DawnFire~SilentOne wrote:My mom is/ was being so mean to me on my birthday. It's a long story, but I told my 21 year old brother, Chris (he always understands) about it when I was close to tears but he hugged me and said stuff... I don't remember but it made me feel better. I felt so guilty because my mom wouldn't stop making me feel like all these problems were my fault, and that accidents I made were not accidents. He explained to me that my mom likes to over-react and blame everything on other people (pff I know that) butr also said not to worry about it because it wasn't a big deal like she was making it. I felt so guilty about everything, like I ruined my own birthday and everything... I don't feel that way anymore, but my mom just gets worse and worse. :*C
I'm so depressed now, but my counselor can't tell. On cs, I don't even run anything anymore. I don't name or organize my pets, I don't run my current auctions, or bid on my dreamies. Heck, I don't have dreamies anymore. And in life, I used to love the outdoors. It was my paradise. Now, I can't bear to go outside. I stay inside watching tv, zoning out, staring out the window, reading, writing, doing nothing. I don't care about anything anymore.
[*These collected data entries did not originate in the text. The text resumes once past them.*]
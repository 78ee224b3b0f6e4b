//! Greenhouse telemetry server binary.
//!
//! Wires the node manager, sensor engine, session registry and user store
//! together behind the TCP listener, then serves until `Ctrl-C`.
//!
//! # Startup Sequence
//!
//! 1. Load configuration from `greenhouse-config.yaml` (or `GREENHOUSE_CONFIG`)
//! 2. Initialize structured logging (tracing)
//! 3. Open the user store
//! 4. Create node manager, session registry and sensor engine
//! 5. Create and schedule the configured seed nodes
//! 6. Bind the listener and accept connections
//! 7. On `Ctrl-C`, stop accepting and cancel every ticker

mod error;
mod forwarder;

use std::path::PathBuf;
use std::sync::Arc;

use greenhouse_core::config::{CONFIG_PATH_ENV, DEFAULT_CONFIG_FILE, LoggingConfig};
use greenhouse_core::{GreenhouseConfig, LogFormat, NodeManager, SensorEngine};
use greenhouse_server::{ClientRegistry, Dispatcher, FileUserService, ServerConfig};
use greenhouse_types::SensorUpdate;
use tokio::sync::{mpsc, watch};
use tracing::{info, warn};
use tracing_subscriber::EnvFilter;

use crate::error::DaemonError;
use crate::forwarder::spawn_update_forwarder;

/// Application entry point.
///
/// # Errors
///
/// Returns an error if configuration, the user store or the listener
/// cannot be set up.
#[tokio::main]
async fn main() -> Result<(), DaemonError> {
    // 1. Load configuration.
    let config_path = std::env::var(CONFIG_PATH_ENV)
        .map_or_else(|_| PathBuf::from(DEFAULT_CONFIG_FILE), PathBuf::from);
    let config = GreenhouseConfig::load_or_default(&config_path)?;

    // 2. Initialize structured logging.
    init_logging(&config.logging);
    info!(
        config = %config_path.display(),
        host = config.server.host,
        port = config.server.port,
        default_interval_ms = config.sampling.default_interval_ms,
        seed_nodes = config.seed_nodes.len(),
        "greenhouse-daemon starting"
    );

    // 3. Open the user store.
    let users = Arc::new(FileUserService::open(&config.users.file)?);

    // 4. Core services.
    let nodes = Arc::new(NodeManager::new(config.sampling.default_interval_ms));
    let registry = Arc::new(ClientRegistry::new());
    let (update_tx, update_rx) =
        mpsc::channel::<SensorUpdate>(config.sampling.update_queue_capacity.max(1));
    let engine = Arc::new(SensorEngine::new(Arc::clone(&nodes), update_tx));
    let forwarder = spawn_update_forwarder(Arc::clone(&nodes), Arc::clone(&registry), update_rx);

    // 5. Seed nodes.
    for spec in config.seed_nodes.iter().cloned() {
        let id = nodes.add_node(spec).await;
        engine.schedule_node(&id).await;
    }
    info!(nodes = nodes.len().await, "Seed nodes scheduled");

    // 6. Serve.
    let dispatcher = Arc::new(Dispatcher::new(
        Arc::clone(&nodes),
        Arc::clone(&engine),
        Arc::clone(&registry),
        users,
        config.server.name.clone(),
    ));
    let server_config = ServerConfig::from(&config.server);
    let listener = greenhouse_server::bind(&server_config).await?;
    let (shutdown_tx, shutdown_rx) = watch::channel(false);
    let server = tokio::spawn(greenhouse_server::serve(
        listener,
        dispatcher,
        server_config.connection,
        shutdown_rx,
    ));

    // 7. Wait for Ctrl-C, then shut down.
    let signal = tokio::signal::ctrl_c().await;
    if let Err(e) = &signal {
        warn!(error = %e, "Failed to listen for Ctrl-C, shutting down");
    }
    info!("Shutdown requested");
    let _ = shutdown_tx.send(true);
    engine.close();

    match server.await {
        Ok(result) => result?,
        Err(e) => warn!(error = %e, "Server task ended abnormally"),
    }
    drop(engine);
    forwarder.abort();

    signal.map_err(|e| DaemonError::Signal {
        message: format!("{e}"),
    })?;
    info!("greenhouse-daemon shutdown complete");
    Ok(())
}

/// Install the global tracing subscriber. `RUST_LOG` wins over the
/// configured level.
fn init_logging(logging: &LoggingConfig) {
    let filter =
        EnvFilter::try_from_default_env().unwrap_or_else(|_| EnvFilter::new(&logging.level));
    let builder = tracing_subscriber::fmt()
        .with_env_filter(filter)
        .with_target(true);
    match logging.format {
        LogFormat::Json => builder.json().init(),
        LogFormat::Pretty => builder.init(),
    }
}
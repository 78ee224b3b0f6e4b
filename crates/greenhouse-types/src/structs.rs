//! Core entity and event structs.
//!
//! Wire field names are camelCase (`nodeId`, `sensorTypes`) except inside
//! [`Snapshot`], whose keys are the fixed reading names clients index by
//! (`water_pump` included).

use core::str::FromStr;

use chrono::Utc;
use serde::{Deserialize, Serialize};

use crate::enums::{ActuatorKind, ComponentKind, NodeChangeOp, Role, SensorKind, WindowLevel};
use crate::ids::{NodeId, UserId};

// ---------------------------------------------------------------------------
// Topology
// ---------------------------------------------------------------------------

/// A greenhouse node as stored in the topology.
#[derive(Debug, Clone, PartialEq, Eq, Serialize, Deserialize)]
#[serde(rename_all = "camelCase")]
pub struct Node {
    /// Unique node id.
    pub id: NodeId,
    /// Display name.
    #[serde(default)]
    pub name: String,
    /// Free-form location (bed, bay, house).
    #[serde(default)]
    pub location: String,
    /// Network address of the physical unit.
    #[serde(default)]
    pub ip: String,
    /// Sensors this node declares.
    #[serde(default, alias = "sensors")]
    pub sensor_types: Vec<SensorKind>,
    /// Actuators this node declares.
    #[serde(default, alias = "actuators")]
    pub actuator_types: Vec<ActuatorKind>,
}

/// Creation request for a node. Every field is optional.
#[derive(Debug, Clone, Default, PartialEq, Eq, Serialize, Deserialize)]
#[serde(default, rename_all = "camelCase")]
pub struct NodeSpec {
    /// Requested id; the server assigns one when absent.
    pub id: Option<NodeId>,
    /// Display name.
    pub name: Option<String>,
    /// Free-form location.
    pub location: Option<String>,
    /// Network address.
    pub ip: Option<String>,
    /// Sensor names; unknown names are dropped.
    #[serde(alias = "sensorTypes")]
    pub sensors: Option<Vec<String>>,
    /// Actuator names; unknown names are dropped.
    #[serde(alias = "actuatorTypes")]
    pub actuators: Option<Vec<String>>,
}

/// Partial update of a node.
///
/// Scalar fields are set when present. `sensors` and `actuators` replace
/// the whole list when present.
#[derive(Debug, Clone, Default, PartialEq, Eq, Serialize, Deserialize)]
#[serde(default, rename_all = "camelCase")]
pub struct NodePatch {
    /// New display name.
    pub name: Option<String>,
    /// New location.
    pub location: Option<String>,
    /// New network address.
    pub ip: Option<String>,
    /// Replacement sensor list.
    #[serde(alias = "sensorTypes")]
    pub sensors: Option<Vec<String>>,
    /// Replacement actuator list.
    #[serde(alias = "actuatorTypes")]
    pub actuators: Option<Vec<String>>,
}

impl NodePatch {
    /// Whether the patch carries no recognised key.
    pub const fn is_empty(&self) -> bool {
        self.name.is_none()
            && self.location.is_none()
            && self.ip.is_none()
            && self.sensors.is_none()
            && self.actuators.is_none()
    }
}

/// Parse a list of wire names, keeping known names once in input order.
///
/// Returns the parsed values and the names that were rejected.
pub fn parse_names<T>(names: &[String]) -> (Vec<T>, Vec<String>)
where
    T: FromStr + PartialEq,
{
    let mut known = Vec::with_capacity(names.len());
    let mut rejected = Vec::new();
    for name in names {
        match name.parse::<T>() {
            Ok(value) if !known.contains(&value) => known.push(value),
            Ok(_) => {}
            Err(_) => rejected.push(name.clone()),
        }
    }
    (known, rejected)
}

/// A sensor or actuator entry added to / removed from a node.
#[derive(Debug, Clone, PartialEq, Eq, Serialize, Deserialize)]
pub struct Component {
    /// Which list the entry belongs to.
    pub kind: ComponentKind,
    /// Sensor or actuator name.
    pub name: String,
}

// ---------------------------------------------------------------------------
// Commands and readings
// ---------------------------------------------------------------------------

/// An actuator command addressed to one node.
#[derive(Debug, Clone, PartialEq, Serialize, Deserialize)]
#[serde(rename_all = "camelCase")]
pub struct Command {
    /// Target node.
    pub node_id: NodeId,
    /// Actuator name (`fan`, `water_pump`, `co2`, `window`).
    pub target: String,
    /// Free-form verb (`set`, `toggle`).
    #[serde(default)]
    pub action: Option<String>,
    /// Parameters: `on` for boolean actuators, `level` for the window.
    #[serde(default)]
    pub params: serde_json::Map<String, serde_json::Value>,
}

impl Command {
    /// Resolve the target name, `None` when it names no known actuator.
    pub fn actuator(&self) -> Option<ActuatorKind> {
        self.target.parse().ok()
    }

    /// The boolean `on` parameter, if present and boolean.
    pub fn on_param(&self) -> Option<bool> {
        self.params.get("on").and_then(serde_json::Value::as_bool)
    }

    /// The `level` parameter parsed as a window level.
    pub fn level_param(&self) -> Option<WindowLevel> {
        self.params
            .get("level")
            .and_then(serde_json::Value::as_str)
            .and_then(|s| s.parse().ok())
    }

    /// Whether the command asks to flip a boolean actuator.
    pub fn is_toggle(&self) -> bool {
        self.action
            .as_deref()
            .is_some_and(|a| a.eq_ignore_ascii_case("toggle"))
    }
}

/// The fixed set of current readings and actuator states of one node.
///
/// Always carries all eight keys, independent of which sensors or
/// actuators the node declares.
#[derive(Debug, Clone, Copy, PartialEq, Serialize, Deserialize)]
pub struct Snapshot {
    /// Air temperature, degrees Celsius.
    pub temperature: f64,
    /// Relative humidity, percent.
    pub humidity: f64,
    /// Illuminance, lux.
    pub light: f64,
    /// Acidity.
    pub ph: f64,
    /// Fan running.
    pub fan: bool,
    /// Irrigation pump running.
    pub water_pump: bool,
    /// CO2 generator running.
    pub co2: bool,
    /// Roof window opening.
    pub window: WindowLevel,
}

impl Snapshot {
    /// The fixed key set, in wire order.
    pub const KEYS: [&'static str; 8] = [
        "temperature",
        "humidity",
        "light",
        "ph",
        "fan",
        "water_pump",
        "co2",
        "window",
    ];
}

/// One tick's readings for one node.
#[derive(Debug, Clone, PartialEq, Serialize, Deserialize)]
#[serde(rename_all = "camelCase")]
pub struct SensorUpdate {
    /// Node the readings belong to.
    pub node_id: NodeId,
    /// Wall-clock time of the tick, milliseconds since the Unix epoch.
    pub timestamp: i64,
    /// Readings and actuator states.
    pub data: Snapshot,
}

impl SensorUpdate {
    /// Stamp a snapshot with the current time.
    pub fn now(node_id: NodeId, data: Snapshot) -> Self {
        Self {
            node_id,
            timestamp: Utc::now().timestamp_millis(),
            data,
        }
    }
}

/// A topology change pushed to subscribed sessions.
#[derive(Debug, Clone, PartialEq, Eq, Serialize, Deserialize)]
#[serde(rename_all = "camelCase")]
pub struct NodeChange {
    /// What happened.
    pub op: NodeChangeOp,
    /// Affected node.
    pub node_id: NodeId,
    /// Full record after the change; absent for removals.
    #[serde(default, skip_serializing_if = "Option::is_none")]
    pub node: Option<Node>,
}

impl NodeChange {
    /// A node was created.
    pub fn added(node: Node) -> Self {
        Self {
            op: NodeChangeOp::Added,
            node_id: node.id.clone(),
            node: Some(node),
        }
    }

    /// A node's record changed.
    pub fn updated(node: Node) -> Self {
        Self {
            op: NodeChangeOp::Updated,
            node_id: node.id.clone(),
            node: Some(node),
        }
    }

    /// A node was deleted.
    pub const fn removed(node_id: NodeId) -> Self {
        Self {
            op: NodeChangeOp::Removed,
            node_id,
            node: None,
        }
    }
}

// ---------------------------------------------------------------------------
// Users
// ---------------------------------------------------------------------------

/// Public view of a registered user (no credentials).
#[derive(Debug, Clone, PartialEq, Eq, Serialize, Deserialize)]
pub struct UserSummary {
    /// User id.
    pub id: UserId,
    /// Login name.
    pub user: String,
    /// Assigned role.
    pub role: Role,
}

#[cfg(test)]
#[allow(clippy::unwrap_used)]
mod tests {
    use super::*;

    #[test]
    fn node_spec_accepts_missing_fields() {
        let spec: NodeSpec = serde_json::from_str(r#"{"name":"N1"}"#).unwrap();
        assert_eq!(spec.name.as_deref(), Some("N1"));
        assert!(spec.sensors.is_none());
        assert!(spec.id.is_none());
    }

    #[test]
    fn parse_names_drops_unknown_and_duplicates() {
        let names = vec![
            String::from("temperature"),
            String::from("bogus"),
            String::from("temperature"),
            String::from("ph"),
        ];
        let (known, rejected) = parse_names::<SensorKind>(&names);
        assert_eq!(known, vec![SensorKind::Temperature, SensorKind::Ph]);
        assert_eq!(rejected, vec![String::from("bogus")]);
    }

    #[test]
    fn snapshot_serializes_all_fixed_keys() {
        let snap = Snapshot {
            temperature: 21.5,
            humidity: 60.0,
            light: 12_000.0,
            ph: 6.5,
            fan: true,
            water_pump: false,
            co2: false,
            window: WindowLevel::Half,
        };
        let value = serde_json::to_value(snap).unwrap();
        let object = value.as_object().unwrap();
        assert_eq!(object.len(), Snapshot::KEYS.len());
        for key in Snapshot::KEYS {
            assert!(object.contains_key(key), "missing {key}");
        }
        assert_eq!(object.get("window").unwrap(), "HALF");
    }

    #[test]
    fn node_serializes_camel_case_lists() {
        let node = Node {
            id: NodeId::from("n1"),
            name: String::from("N1"),
            location: String::new(),
            ip: String::new(),
            sensor_types: vec![SensorKind::Light],
            actuator_types: vec![ActuatorKind::WaterPump],
        };
        let value = serde_json::to_value(&node).unwrap();
        assert_eq!(value["sensorTypes"][0], "light");
        assert_eq!(value["actuatorTypes"][0], "water_pump");
    }

    #[test]
    fn removal_change_omits_node() {
        let change = NodeChange::removed(NodeId::from("n1"));
        let value = serde_json::to_value(&change).unwrap();
        assert_eq!(value["op"], "removed");
        assert_eq!(value["nodeId"], "n1");
        assert!(value.get("node").is_none());
    }

    #[test]
    fn command_reads_params() {
        let cmd: Command = serde_json::from_str(
            r#"{"nodeId":"n1","target":"window","action":"set","params":{"level":"OPEN"}}"#,
        )
        .unwrap();
        assert_eq!(cmd.actuator(), Some(ActuatorKind::Window));
        assert_eq!(cmd.level_param(), Some(WindowLevel::Open));
        assert_eq!(cmd.on_param(), None);
        assert!(!cmd.is_toggle());
    }
}
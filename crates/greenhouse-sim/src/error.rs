//! Error types for the `greenhouse-sim` crate.
//!
//! These are invariant violations: the caller passed input the
//! simulation refuses to coerce.

/// Errors that can occur while stepping a simulation.
#[derive(Debug, Clone, PartialEq, thiserror::Error)]
pub enum SimError {
    /// `step` was called without a window level.
    #[error("invalid argument: window level is required")]
    MissingWindowLevel,

    /// `step` was called with a negative or NaN time step.
    #[error("invalid argument: time step must be a non-negative number, got {0}")]
    InvalidTimeStep(f64),
}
I no longer have interests. I'm a lost person.
I don't want to sound rude, but sitting around only pondering things, not wanting to do things, just staying a lost person, will only make your problem worse. I learned that the hard way, and now I pay the price. You shouldn't feel guilty for anything, you didn't do anything. Your mother is definately the issue, she shouldn't act that way to you, especially on your birthday! It is a special day for everyone, and since everyone matters, everyone should have a good birthday, not good for some and bad for others. You included. So you should do something about the problem. I always had the idea that, if you really care about someone, you wouldn't lie or fake to them. If something is wrong, tell them, and if they really cared about you back, they wouldn't get mad at you! I am not saying to march up to your mother right now and say, "You're being mean to me! Stop being a jerk!" or anything blunt like that, but just try to get the hint across to your mom that you are not happy by being treated as if everything is your fault. And you should tell this issue to your counselor, ask them to help, that is what they are for. They are there to help you, like those of us on here.
Also, try not to let your mother rule your life, if you don't want to be sad, then don't be. Don't focus your attention on her. You won't be able to impress everyone, my sister is like that. Take advantages of the joy in life, and have your trusted ones help you with the problems. We're all on this world together, so we'd best make the most of it.
I am sorry if I don't help you, but this is about the most I can do. I will keep you in my prayers ^^.